Jadin suggests, though, that anyone with food allergies to soy, nuts, or shellfish, or contact allergies to other insects, take special caution in eating cicadas.

Below are some ways, ranging from basic to advanced, to serve up the red-eyed pests. For more, see Jadin’s Cicada-licious cookbook.

Chocolate Covered Cicadas
(courtesy of the Cicada-licious Cookbook)

Ingredients:
— 8 squares of good quality dark, white or milk chocolate
— 30 cicadas

Directions:
— Roast cicadas from 15 minutes at 225 Fahrenheit.
— Melt chocolate in a double boiler over low heat.
— Dip insects in chocolate, place on wax paper and refrigerate until hardened.

Deep Fried Cicadas
(courtesy of Gizmodo.com)

Ingredients:
— 1 teaspoon salt
— 1 teaspoon pepper
— 1/2 teaspoon paprika
— 1/2 teaspoon garlic powder
— 1 cup flour
— 1 egg
— 1 tablespoon milk

Directions:
— Preheat sufficient oil to fully submerge the cicadas.
— Mix salt and pepper, paprika, garlic powder and flour in a small bowl.
— Combine an egg and milk in a separate bowl.
— Dip pre-blanched cicadas in the egg wash, then coat them in the flour mix and fry for two minutes.

Cicada Chip Cookies
(courtesy of Yahoo! Voices)

Ingredients:
— 1/2 cup unsalted butter, softened
— 1 cup brown sugar
— 3 tablespoons granulated sugar
— 1 egg
— 2 teaspoons vanilla extract
— 1/2 teaspoon baking soda
— 1/2 teaspoon baking powder
— 1/2 teaspoon salt
— 1 3/4 cups flour
— 1 1/2 teaspoons instant espresso powder, slightly crushed
— 8 ounces semisweet chocolate chips
— 24 cicadas, frozen

Directions
— Pull off wings and legs of cicadas. Throw legs away; set wings aside. If you prefer a less crunchy version, decapitate the cicadas and throw away the heads.
— Cream butter with the sugars until fluffy.
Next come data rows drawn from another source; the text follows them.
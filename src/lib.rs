#![deny(clippy::all)]

use clap::{value_t, App, Arg};

use lazy_static::lazy_static;
use thiserror::Error;

use std::collections::HashMap;
use std::fs::File;
use std::io;

mod literal;
pub mod puzzles;
mod strategy;

pub use literal::LiteralError;
pub use strategy::{solve, RunOptions, Strategy};

type Error = anyhow::Error;
type Actor = Box<dyn (Fn(Box<dyn std::io::Read>, &RunOptions) -> Result<(), Error>) + Send + Sync + 'static>;

macro_rules! puzzle {
    ($name:ident) => {
        (stringify!($name), Box::new(puzzles::$name::main) as Actor)
    };
}

lazy_static! {
    static ref SOLVERS: HashMap<&'static str, Actor> = {
        let mut s: HashMap<&'static str, Actor> = HashMap::new();
        let puzzles: Vec<(&'static str, Actor)> = vec![
            puzzle!(rabbit_leap),
            puzzle!(missionaries),
            puzzle!(eight_puzzle),
            puzzle!(plagiarism),
            puzzle!(marble_solitaire),
        ];

        for (name, func) in puzzles.into_iter() {
            s.insert(name, func);
        }

        s
    };
}

/// Names of every registered puzzle, sorted.
pub fn puzzle_names() -> Vec<&'static str> {
    let mut names: Vec<&'static str> = SOLVERS.keys().cloned().collect();
    names.sort_unstable();
    names
}

fn verbosity(occurrences: u64) -> tracing::Level {
    match occurrences {
        0 => tracing::Level::WARN,
        1 => tracing::Level::INFO,
        2 => tracing::Level::DEBUG,
        _ => tracing::Level::TRACE,
    }
}

pub fn solver() -> Result<(), Error> {
    let matches = App::new("statespace")
        .version("1.0")
        .author("Alex Rudy <opensource@alexrudy.net>")
        .about("Solve toy search problems with uninformed, greedy and A* search")
        .arg(
            Arg::with_name("puzzle")
                .value_name("PUZZLE")
                .required(true)
                .takes_value(true)
                .possible_values(&puzzle_names()),
        )
        .arg(
            Arg::with_name("input")
                .value_name("INPUT")
                .required(false)
                .takes_value(true),
        )
        .arg(
            Arg::with_name("strategy")
                .short("s")
                .long("strategy")
                .value_name("STRATEGY")
                .help("One of bfs, dfs, ucs, greedy, astar. Defaults depend on the puzzle.")
                .takes_value(true),
        )
        .arg(
            Arg::with_name("limit")
                .short("l")
                .long("limit")
                .value_name("EXPANSIONS")
                .help("Give up after this many expansions")
                .takes_value(true),
        )
        .arg(
            Arg::with_name("progress")
                .long("progress")
                .value_name("EXPANSIONS")
                .help("Log progress every this many expansions (with -vv)")
                .takes_value(true),
        )
        .arg(
            Arg::with_name("scramble")
                .long("scramble")
                .value_name("MOVES")
                .help("Start from the goal scrambled by this many random moves")
                .takes_value(true),
        )
        .arg(
            Arg::with_name("batch")
                .long("batch")
                .value_name("RUNS")
                .help("Average resource usage over this many scrambles per depth, up to --scramble")
                .takes_value(true),
        )
        .arg(
            Arg::with_name("seed")
                .long("seed")
                .value_name("SEED")
                .default_value("0")
                .takes_value(true),
        )
        .arg(
            Arg::with_name("verbose")
                .short("v")
                .multiple(true)
                .help("Increase logging verbosity"),
        )
        .get_matches();

    tracing_subscriber::fmt()
        .with_max_level(verbosity(matches.occurrences_of("verbose")))
        .with_writer(std::io::stderr)
        .with_line_number(true)
        .compact()
        .init();

    let mut options = RunOptions::default();
    if let Some(strategy) = matches.value_of("strategy") {
        options.strategy = Some(strategy.parse()?);
    }
    if matches.is_present("limit") {
        options.search.limit = Some(value_t!(matches, "limit", usize)?);
    }
    if matches.is_present("progress") {
        options.search.verbose = Some(value_t!(matches, "progress", usize)?);
    }
    if matches.is_present("scramble") {
        options.scramble = Some(value_t!(matches, "scramble", usize)?);
    }
    if matches.is_present("batch") {
        options.batch = Some(value_t!(matches, "batch", usize)?);
    }
    options.seed = value_t!(matches, "seed", u64)?;

    let puzzle = matches.value_of("puzzle").unwrap_or_default();
    println!("Puzzle {}", puzzle);

    let reader = get_input_reader(puzzle, matches.value_of("input"))?;

    match SOLVERS.get(puzzle) {
        None => Err(LabError::PuzzleNotFound(puzzle.to_string()).into()),
        Some(actor) => actor(reader, &options),
    }
}

type IOResult<T> = std::io::Result<T>;
type BoxedRead = Box<dyn ::std::io::Read + 'static>;

pub fn get_input_reader(puzzle: &str, filename: Option<&str>) -> Result<BoxedRead, Error> {
    let reader: Box<dyn ::std::io::Read + 'static> = match filename {
        Some("-") => Box::new(::std::io::stdin()),
        Some(path) => {
            let f: File = File::open(path).map_err(LabError::InputNotFound)?;
            Box::new(f)
        }
        None => get_default_input(puzzle)
            .map_err(|e| LabError::DefaultInputNotFound(puzzle.to_string(), e))?,
    };
    Ok(reader)
}

pub fn get_default_input(puzzle: &str) -> IOResult<BoxedRead> {
    let mut p = ::std::path::PathBuf::from("puzzles");
    p.push(puzzle);
    p.push("input.txt");

    let f = File::open(p)?;

    Ok(Box::new(f))
}

#[derive(Debug, Error)]
pub enum LabError {
    #[error("No module found for puzzle {0}")]
    PuzzleNotFound(String),

    #[error("Unknown search strategy {0:?}, expected one of bfs, dfs, ucs, greedy, astar")]
    UnknownStrategy(String),

    #[error("Input not found: puzzles/{0}/input.txt")]
    DefaultInputNotFound(String, #[source] io::Error),

    #[error("Input not found")]
    InputNotFound(#[from] io::Error),
}

#[cfg(test)]
mod test {
    use super::*;

    #[test]
    fn registry() {
        assert_eq!(
            puzzle_names(),
            vec![
                "eight_puzzle",
                "marble_solitaire",
                "missionaries",
                "plagiarism",
                "rabbit_leap"
            ]
        );
    }

    #[test]
    fn strategies() {
        assert_eq!("bfs".parse::<Strategy>().unwrap(), Strategy::BreadthFirst);
        assert_eq!("DFS".parse::<Strategy>().unwrap(), Strategy::DepthFirst);
        assert_eq!("dijkstra".parse::<Strategy>().unwrap(), Strategy::UniformCost);
        assert_eq!("a*".parse::<Strategy>().unwrap(), Strategy::AStar);
        assert_eq!("Greedy".parse::<Strategy>().unwrap(), Strategy::Greedy);
        assert!(matches!(
            "beam".parse::<Strategy>(),
            Err(LabError::UnknownStrategy(_))
        ));
    }

    #[test]
    fn default_strategies() {
        let mut options = RunOptions::default();
        let defaults = [Strategy::BreadthFirst, Strategy::DepthFirst];
        assert_eq!(options.strategies(&defaults), defaults.to_vec());

        options.strategy = Some(Strategy::AStar);
        assert_eq!(options.strategies(&defaults), vec![Strategy::AStar]);
    }

    #[test]
    fn verbosity_levels() {
        assert_eq!(verbosity(0), tracing::Level::WARN);
        assert_eq!(verbosity(2), tracing::Level::DEBUG);
        assert_eq!(verbosity(7), tracing::Level::TRACE);
    }

    #[test]
    fn default_inputs() {
        // Tests run from the crate root, where the inputs live.
        for name in puzzle_names() {
            assert!(get_default_input(name).is_ok(), "missing input for {}", name);
        }
    }

    #[test]
    fn missing_inputs() {
        let err = get_input_reader("rabbit_leap", Some("puzzles/rabbit_leap/missing.txt")).err().unwrap();
        assert!(matches!(
            err.downcast_ref::<LabError>(),
            Some(LabError::InputNotFound(_))
        ));

        let err = get_input_reader("tower_of_hanoi", None).err().unwrap();
        assert!(matches!(
            err.downcast_ref::<LabError>(),
            Some(LabError::DefaultInputNotFound(_, _))
        ));

        assert!(get_input_reader("rabbit_leap", Some("puzzles/rabbit_leap/input.txt")).is_ok());
    }
}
Beat in egg and vanilla extract.
— Combine dry ingredients and beat into the butter mixture. Stir in the chocolate chips. If mix is too dry, pour in a tablespoon of milk.
— Mince the bodies of the cicadas and stir into mixture until they are indistinguishable from the chocolate chips.
— Drop large spoonfuls onto a greased cookie sheet. Top cookies with cicada wings (three to four per cookie).
— Bake at 375 degrees for 8 to 10 minutes, or 10 to 12 minutes for a crispier cookie. Makes 12 to 15 large cookies.

El Chirper Tacos
(courtesy of the Cicada-licious Cookbook)

Ingredients:
— 2 tablespoons butter or peanut oil
— 1/2 pound newly-emerged cicadas
— 3 serrano chilies, raw, finely chopped
— 1 tomato, finely chopped
— 1 onion, finely chopped
— 1/2 tsp ground pepper or to taste
— 1/2 tsp cumin
— 3 tsp taco seasoning mix
— 1 handful cilantro, chopped
— Taco shells, to serve
— Sour cream
— Shredded cheddar cheese
— Shredded lettuce

Directions:
— Heat the butter or oil in a frying pan and fry the cicadas for 10
minutes, or until cooked through.
— Remove from pan and roughly chop into 1/4 inch cubes. Place back in
pan.
— Add the chopped onions, chilies, and tomato, and season with salt,
and fry for another 5 minutes on medium-low heat.
— Sprinkle with ground pepper, cumin, and oregano, to taste.
— Serve in taco shells and garnish with cilantro, sour cream, lettuce, and
cheddar cheese .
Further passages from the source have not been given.